▶ _Exercise_: Show, from the entries below, every line in which "BrowserPage" appears.

▶ _Data extracts_:
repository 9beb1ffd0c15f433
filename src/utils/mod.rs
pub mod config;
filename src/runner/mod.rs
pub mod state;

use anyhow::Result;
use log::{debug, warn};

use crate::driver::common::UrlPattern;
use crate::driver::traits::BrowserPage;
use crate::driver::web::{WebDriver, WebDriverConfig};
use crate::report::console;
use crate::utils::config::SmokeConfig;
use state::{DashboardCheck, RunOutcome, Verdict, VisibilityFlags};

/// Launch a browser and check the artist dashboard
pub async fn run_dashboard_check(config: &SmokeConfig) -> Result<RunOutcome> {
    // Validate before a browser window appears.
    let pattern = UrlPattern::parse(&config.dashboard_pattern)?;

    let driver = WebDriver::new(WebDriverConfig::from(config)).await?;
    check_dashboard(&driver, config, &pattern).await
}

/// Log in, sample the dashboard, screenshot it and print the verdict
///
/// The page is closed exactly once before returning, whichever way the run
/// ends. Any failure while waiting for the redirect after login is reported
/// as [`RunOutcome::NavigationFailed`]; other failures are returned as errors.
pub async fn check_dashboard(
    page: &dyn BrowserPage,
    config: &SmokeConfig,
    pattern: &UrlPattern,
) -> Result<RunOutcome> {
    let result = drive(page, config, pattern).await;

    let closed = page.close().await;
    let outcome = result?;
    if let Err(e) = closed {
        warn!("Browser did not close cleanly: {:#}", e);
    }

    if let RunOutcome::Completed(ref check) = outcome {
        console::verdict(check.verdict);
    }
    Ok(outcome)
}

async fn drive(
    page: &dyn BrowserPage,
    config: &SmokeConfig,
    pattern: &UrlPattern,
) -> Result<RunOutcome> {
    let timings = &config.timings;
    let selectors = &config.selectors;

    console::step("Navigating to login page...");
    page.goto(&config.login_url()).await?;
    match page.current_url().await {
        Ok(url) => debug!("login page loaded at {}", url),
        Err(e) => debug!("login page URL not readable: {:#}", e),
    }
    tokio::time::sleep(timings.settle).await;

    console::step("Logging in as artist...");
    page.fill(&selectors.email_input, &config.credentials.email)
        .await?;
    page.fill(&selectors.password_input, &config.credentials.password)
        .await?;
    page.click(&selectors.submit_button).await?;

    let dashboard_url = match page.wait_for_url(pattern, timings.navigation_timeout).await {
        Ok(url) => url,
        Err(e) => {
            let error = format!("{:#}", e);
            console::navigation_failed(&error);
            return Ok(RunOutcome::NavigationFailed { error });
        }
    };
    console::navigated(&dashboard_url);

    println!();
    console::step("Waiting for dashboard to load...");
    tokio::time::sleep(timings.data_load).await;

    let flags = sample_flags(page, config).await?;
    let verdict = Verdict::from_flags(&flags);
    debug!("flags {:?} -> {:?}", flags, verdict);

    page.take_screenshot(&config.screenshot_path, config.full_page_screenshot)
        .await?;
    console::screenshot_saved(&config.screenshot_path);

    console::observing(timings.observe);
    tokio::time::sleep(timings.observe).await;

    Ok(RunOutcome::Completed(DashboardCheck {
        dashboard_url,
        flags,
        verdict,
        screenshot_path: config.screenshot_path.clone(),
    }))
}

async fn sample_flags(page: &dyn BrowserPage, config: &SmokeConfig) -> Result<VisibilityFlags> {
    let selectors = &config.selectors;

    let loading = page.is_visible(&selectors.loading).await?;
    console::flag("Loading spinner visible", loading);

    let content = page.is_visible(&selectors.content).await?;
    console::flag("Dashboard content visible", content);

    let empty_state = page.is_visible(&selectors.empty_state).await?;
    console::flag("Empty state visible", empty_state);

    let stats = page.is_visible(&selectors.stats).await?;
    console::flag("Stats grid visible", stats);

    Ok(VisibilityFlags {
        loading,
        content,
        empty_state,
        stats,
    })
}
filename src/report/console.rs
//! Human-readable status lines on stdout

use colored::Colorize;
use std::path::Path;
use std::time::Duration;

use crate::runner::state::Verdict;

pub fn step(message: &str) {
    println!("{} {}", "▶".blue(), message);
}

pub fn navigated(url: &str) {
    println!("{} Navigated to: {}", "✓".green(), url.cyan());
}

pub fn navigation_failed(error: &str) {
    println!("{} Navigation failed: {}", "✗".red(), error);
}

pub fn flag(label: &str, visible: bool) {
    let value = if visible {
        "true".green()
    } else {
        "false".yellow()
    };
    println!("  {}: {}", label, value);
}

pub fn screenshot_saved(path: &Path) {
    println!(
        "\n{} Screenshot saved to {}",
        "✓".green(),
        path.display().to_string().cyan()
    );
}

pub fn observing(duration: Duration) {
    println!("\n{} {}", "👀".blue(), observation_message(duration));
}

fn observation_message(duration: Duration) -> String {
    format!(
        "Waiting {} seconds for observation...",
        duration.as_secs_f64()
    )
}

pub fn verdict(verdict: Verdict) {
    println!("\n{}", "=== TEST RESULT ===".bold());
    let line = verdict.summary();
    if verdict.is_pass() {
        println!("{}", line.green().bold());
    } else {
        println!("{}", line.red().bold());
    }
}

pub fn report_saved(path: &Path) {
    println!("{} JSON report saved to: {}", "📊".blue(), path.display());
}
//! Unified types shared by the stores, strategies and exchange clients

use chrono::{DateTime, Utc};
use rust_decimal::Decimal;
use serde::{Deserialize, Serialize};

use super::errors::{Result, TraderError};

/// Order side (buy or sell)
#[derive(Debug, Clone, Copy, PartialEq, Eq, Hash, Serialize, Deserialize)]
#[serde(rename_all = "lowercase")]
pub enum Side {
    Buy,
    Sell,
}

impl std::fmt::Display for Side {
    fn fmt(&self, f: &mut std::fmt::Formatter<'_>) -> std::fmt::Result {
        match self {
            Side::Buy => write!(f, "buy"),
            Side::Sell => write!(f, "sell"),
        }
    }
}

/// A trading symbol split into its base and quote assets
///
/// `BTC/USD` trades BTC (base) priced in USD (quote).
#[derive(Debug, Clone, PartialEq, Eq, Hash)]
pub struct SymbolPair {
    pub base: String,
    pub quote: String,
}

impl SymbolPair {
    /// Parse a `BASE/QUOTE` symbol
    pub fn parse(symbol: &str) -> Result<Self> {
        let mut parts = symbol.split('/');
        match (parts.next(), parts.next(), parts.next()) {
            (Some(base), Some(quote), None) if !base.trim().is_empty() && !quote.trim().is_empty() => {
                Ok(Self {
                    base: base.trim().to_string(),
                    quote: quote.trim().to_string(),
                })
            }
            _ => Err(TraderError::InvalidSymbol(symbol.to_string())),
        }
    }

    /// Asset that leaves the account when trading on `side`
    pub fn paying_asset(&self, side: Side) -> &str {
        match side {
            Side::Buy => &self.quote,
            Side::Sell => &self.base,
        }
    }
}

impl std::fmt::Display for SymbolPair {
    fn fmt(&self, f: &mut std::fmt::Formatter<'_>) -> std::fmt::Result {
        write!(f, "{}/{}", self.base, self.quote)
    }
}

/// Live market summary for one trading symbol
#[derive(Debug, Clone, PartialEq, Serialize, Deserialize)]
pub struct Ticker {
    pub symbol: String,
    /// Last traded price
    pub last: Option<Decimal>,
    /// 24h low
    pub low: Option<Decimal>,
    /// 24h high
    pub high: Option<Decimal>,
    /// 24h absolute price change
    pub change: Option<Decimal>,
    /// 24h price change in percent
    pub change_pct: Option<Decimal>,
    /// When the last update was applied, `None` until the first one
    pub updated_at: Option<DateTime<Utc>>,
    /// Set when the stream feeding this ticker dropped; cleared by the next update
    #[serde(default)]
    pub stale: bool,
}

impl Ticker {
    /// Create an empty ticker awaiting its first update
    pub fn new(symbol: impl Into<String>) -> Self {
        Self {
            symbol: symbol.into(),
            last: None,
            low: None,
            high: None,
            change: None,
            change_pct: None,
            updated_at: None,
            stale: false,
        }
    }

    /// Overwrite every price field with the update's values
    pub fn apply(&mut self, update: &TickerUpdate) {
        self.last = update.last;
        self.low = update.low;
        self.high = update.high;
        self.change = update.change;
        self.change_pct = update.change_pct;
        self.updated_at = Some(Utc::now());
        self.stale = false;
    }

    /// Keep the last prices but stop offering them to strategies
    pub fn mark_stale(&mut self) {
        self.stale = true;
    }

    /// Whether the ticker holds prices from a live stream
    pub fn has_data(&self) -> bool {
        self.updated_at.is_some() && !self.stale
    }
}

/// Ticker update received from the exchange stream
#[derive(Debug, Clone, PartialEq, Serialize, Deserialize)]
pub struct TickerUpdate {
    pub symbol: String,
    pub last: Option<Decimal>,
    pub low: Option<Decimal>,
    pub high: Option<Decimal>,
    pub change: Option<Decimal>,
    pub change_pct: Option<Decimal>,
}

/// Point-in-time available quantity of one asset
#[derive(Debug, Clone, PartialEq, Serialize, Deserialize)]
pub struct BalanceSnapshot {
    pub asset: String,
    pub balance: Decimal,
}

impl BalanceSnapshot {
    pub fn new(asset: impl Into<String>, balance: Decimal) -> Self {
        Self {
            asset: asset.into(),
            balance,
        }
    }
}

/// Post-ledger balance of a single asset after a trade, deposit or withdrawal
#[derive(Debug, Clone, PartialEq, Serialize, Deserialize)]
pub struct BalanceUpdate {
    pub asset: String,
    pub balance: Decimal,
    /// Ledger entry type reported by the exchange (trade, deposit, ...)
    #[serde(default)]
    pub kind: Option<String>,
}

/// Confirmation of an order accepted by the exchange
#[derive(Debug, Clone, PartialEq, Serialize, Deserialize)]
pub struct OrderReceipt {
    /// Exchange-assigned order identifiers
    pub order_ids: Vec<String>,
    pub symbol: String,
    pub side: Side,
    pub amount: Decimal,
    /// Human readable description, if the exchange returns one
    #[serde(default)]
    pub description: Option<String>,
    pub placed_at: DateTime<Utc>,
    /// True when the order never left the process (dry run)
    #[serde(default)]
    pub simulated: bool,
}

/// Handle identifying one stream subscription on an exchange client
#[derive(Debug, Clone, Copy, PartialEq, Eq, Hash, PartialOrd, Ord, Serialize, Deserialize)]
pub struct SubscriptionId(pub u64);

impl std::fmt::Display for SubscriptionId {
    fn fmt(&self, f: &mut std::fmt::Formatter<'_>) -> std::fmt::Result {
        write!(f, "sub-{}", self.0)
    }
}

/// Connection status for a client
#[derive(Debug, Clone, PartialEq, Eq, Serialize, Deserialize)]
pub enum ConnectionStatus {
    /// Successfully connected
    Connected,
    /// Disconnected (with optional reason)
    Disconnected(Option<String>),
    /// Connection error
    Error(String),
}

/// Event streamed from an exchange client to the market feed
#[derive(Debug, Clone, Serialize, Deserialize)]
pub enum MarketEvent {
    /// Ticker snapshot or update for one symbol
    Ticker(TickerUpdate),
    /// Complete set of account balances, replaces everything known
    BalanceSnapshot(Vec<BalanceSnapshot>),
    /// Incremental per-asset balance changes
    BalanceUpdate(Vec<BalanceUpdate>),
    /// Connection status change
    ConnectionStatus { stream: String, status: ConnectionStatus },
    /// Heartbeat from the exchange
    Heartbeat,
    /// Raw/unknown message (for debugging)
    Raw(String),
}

▶ _Response for this exercise_:
use crate::driver::traits::BrowserPage;
    page: &dyn BrowserPage,
    page: &dyn BrowserPage,
async fn sample_flags(page: &dyn BrowserPage, config: &SmokeConfig) -> Result<VisibilityFlags> {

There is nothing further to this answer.